━━━ Source material ━━━
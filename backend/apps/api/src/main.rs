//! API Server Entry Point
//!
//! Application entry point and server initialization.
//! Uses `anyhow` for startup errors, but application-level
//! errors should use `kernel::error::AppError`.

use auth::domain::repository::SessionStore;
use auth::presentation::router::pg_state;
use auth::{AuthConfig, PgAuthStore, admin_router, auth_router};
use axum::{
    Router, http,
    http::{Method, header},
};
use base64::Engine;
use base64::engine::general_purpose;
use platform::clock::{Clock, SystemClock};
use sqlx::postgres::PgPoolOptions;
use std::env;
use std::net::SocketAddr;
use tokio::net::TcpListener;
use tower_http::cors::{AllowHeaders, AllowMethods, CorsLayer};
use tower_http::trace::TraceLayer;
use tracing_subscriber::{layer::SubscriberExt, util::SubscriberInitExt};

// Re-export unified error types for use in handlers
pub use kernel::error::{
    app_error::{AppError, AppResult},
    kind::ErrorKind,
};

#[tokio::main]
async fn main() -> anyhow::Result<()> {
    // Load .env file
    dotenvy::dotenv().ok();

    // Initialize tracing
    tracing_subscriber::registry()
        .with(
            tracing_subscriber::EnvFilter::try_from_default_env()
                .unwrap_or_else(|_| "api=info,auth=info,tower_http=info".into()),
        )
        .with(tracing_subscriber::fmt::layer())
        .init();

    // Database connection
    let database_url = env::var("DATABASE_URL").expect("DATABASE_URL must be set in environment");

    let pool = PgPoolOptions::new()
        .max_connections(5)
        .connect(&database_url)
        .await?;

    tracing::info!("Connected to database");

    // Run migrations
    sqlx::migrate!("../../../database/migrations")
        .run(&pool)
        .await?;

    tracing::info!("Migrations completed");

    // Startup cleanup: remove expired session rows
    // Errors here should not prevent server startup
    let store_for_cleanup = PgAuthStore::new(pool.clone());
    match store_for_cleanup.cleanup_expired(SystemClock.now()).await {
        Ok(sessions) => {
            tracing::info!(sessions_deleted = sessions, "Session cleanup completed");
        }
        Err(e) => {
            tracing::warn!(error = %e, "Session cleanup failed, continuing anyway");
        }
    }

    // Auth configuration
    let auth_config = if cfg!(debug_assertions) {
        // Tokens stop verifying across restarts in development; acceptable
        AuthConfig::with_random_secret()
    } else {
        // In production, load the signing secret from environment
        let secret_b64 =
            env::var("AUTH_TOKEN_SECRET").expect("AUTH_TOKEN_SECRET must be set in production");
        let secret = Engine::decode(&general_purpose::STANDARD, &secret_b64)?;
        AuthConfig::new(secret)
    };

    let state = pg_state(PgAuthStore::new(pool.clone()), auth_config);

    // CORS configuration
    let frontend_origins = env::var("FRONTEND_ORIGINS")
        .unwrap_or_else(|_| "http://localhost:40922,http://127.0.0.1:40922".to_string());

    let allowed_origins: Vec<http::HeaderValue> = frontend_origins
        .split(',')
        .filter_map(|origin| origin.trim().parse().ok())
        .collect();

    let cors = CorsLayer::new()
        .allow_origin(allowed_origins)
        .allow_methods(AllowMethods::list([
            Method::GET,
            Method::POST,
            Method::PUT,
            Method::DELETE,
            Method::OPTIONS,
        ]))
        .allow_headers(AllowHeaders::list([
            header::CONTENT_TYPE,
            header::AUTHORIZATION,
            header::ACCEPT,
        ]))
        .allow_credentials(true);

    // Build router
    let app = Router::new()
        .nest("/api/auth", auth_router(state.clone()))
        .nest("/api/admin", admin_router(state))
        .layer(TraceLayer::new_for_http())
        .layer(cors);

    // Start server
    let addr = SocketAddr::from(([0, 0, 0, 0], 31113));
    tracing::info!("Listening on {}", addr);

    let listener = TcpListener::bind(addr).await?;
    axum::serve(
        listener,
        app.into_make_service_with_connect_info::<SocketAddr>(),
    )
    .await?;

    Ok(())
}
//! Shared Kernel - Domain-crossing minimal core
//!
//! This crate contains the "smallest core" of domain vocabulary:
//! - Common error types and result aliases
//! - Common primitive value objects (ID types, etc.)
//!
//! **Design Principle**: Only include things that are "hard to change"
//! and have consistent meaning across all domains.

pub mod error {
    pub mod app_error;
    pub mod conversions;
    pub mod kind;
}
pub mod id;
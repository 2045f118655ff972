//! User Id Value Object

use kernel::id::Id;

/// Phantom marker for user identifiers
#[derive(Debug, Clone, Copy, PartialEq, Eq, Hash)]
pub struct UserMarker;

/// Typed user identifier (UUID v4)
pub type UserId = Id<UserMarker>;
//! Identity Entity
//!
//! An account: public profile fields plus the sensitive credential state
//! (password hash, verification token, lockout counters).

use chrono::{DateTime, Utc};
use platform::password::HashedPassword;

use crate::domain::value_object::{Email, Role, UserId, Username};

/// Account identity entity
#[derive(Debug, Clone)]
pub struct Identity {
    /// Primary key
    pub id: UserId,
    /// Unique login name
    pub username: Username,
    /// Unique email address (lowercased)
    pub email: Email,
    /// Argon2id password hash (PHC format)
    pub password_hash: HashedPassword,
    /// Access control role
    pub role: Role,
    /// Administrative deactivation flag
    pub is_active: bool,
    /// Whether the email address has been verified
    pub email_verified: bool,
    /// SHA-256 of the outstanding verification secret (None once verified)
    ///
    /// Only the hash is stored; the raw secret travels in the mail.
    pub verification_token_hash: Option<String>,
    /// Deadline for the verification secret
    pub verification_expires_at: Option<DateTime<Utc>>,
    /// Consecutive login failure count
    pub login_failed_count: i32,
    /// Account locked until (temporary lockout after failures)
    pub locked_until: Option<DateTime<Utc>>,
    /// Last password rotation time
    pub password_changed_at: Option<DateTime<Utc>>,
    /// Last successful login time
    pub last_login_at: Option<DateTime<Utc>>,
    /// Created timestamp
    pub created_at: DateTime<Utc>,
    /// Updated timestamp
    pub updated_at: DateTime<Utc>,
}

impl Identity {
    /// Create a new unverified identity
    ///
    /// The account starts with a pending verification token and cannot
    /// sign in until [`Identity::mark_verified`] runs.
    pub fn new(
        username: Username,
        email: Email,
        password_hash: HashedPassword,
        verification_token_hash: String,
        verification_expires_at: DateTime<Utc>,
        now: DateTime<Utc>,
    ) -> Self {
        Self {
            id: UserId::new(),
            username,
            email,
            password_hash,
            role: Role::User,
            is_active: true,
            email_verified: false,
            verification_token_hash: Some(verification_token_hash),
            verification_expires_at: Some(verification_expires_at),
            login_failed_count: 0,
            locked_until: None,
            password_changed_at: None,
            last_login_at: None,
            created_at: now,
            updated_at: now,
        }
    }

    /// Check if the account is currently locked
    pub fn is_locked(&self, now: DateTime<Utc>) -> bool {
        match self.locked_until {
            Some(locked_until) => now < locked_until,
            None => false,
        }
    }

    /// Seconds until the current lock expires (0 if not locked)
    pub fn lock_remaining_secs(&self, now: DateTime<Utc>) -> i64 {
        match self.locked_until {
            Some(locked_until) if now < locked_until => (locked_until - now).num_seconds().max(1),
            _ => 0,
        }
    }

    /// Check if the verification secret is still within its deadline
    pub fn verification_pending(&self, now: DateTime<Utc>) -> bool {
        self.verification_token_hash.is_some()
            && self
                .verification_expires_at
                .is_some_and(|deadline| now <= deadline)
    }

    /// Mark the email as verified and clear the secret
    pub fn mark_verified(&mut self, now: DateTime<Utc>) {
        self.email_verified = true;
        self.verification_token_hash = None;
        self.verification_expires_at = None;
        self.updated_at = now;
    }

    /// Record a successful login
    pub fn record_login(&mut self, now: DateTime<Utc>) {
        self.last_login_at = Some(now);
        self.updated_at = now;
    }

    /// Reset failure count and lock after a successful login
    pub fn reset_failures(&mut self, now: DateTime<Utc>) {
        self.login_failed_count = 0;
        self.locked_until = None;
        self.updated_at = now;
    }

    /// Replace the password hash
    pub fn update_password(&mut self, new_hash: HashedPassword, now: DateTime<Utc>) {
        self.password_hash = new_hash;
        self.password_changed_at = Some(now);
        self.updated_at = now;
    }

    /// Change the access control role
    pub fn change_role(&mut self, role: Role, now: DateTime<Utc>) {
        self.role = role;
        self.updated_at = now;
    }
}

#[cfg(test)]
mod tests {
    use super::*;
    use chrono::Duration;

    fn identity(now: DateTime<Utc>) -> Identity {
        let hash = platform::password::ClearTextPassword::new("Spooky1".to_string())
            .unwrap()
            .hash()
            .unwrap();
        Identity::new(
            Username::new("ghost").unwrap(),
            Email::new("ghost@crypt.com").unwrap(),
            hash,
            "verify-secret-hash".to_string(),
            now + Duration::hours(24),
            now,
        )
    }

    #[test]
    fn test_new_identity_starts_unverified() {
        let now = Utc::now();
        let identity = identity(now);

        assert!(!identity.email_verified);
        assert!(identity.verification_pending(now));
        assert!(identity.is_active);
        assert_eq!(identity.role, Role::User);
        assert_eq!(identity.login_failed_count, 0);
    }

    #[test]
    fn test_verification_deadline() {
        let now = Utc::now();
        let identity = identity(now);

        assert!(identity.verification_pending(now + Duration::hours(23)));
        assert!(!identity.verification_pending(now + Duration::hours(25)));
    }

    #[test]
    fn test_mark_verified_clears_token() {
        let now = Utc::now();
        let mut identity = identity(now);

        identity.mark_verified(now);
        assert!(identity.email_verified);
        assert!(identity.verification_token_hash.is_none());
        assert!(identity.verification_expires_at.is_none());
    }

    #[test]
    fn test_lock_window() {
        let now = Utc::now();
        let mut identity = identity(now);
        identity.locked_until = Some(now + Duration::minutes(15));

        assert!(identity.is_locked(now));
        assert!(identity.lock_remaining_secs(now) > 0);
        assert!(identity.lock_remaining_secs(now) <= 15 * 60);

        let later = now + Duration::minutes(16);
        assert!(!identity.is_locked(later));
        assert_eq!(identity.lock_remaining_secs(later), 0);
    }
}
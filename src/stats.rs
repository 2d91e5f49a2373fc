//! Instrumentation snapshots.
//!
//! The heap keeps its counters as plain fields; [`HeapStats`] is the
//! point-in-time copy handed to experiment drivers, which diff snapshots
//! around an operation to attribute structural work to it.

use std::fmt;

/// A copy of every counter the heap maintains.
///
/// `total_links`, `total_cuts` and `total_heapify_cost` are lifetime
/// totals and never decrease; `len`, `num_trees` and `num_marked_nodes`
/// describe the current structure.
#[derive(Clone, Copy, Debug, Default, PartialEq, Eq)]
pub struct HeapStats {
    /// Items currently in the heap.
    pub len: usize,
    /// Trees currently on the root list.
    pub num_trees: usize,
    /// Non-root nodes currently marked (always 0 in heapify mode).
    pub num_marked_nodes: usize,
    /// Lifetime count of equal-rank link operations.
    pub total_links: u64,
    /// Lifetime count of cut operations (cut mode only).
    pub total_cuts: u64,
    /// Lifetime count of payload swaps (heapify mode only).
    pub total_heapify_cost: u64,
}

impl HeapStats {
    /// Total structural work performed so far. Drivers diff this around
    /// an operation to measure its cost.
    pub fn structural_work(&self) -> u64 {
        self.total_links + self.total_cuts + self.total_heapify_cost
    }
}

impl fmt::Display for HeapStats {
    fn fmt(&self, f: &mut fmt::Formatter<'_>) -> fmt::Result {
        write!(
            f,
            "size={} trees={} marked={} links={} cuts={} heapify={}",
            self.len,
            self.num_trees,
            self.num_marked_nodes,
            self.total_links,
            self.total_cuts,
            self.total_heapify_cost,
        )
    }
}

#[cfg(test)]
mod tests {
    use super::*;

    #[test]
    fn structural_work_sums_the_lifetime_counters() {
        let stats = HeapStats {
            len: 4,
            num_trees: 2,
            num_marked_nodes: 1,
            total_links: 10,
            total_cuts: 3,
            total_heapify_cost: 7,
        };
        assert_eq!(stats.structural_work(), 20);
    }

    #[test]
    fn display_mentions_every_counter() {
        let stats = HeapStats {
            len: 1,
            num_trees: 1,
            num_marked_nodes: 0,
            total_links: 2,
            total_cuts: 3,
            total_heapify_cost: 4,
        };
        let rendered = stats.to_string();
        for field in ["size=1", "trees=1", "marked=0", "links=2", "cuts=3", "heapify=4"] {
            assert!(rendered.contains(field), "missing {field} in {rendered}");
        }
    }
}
━━━
Exercise requirements:
Take the listing above and repeat exactly the lines from the one containing "pub fn mark_verified(&mut" through the one containing "Record a successful login", both included.

Your solution:
    pub fn mark_verified(&mut self, now: DateTime<Utc>) {
        self.email_verified = true;
        self.verification_token_hash = None;
        self.verification_expires_at = None;
        self.updated_at = now;
    }

    /// Record a successful login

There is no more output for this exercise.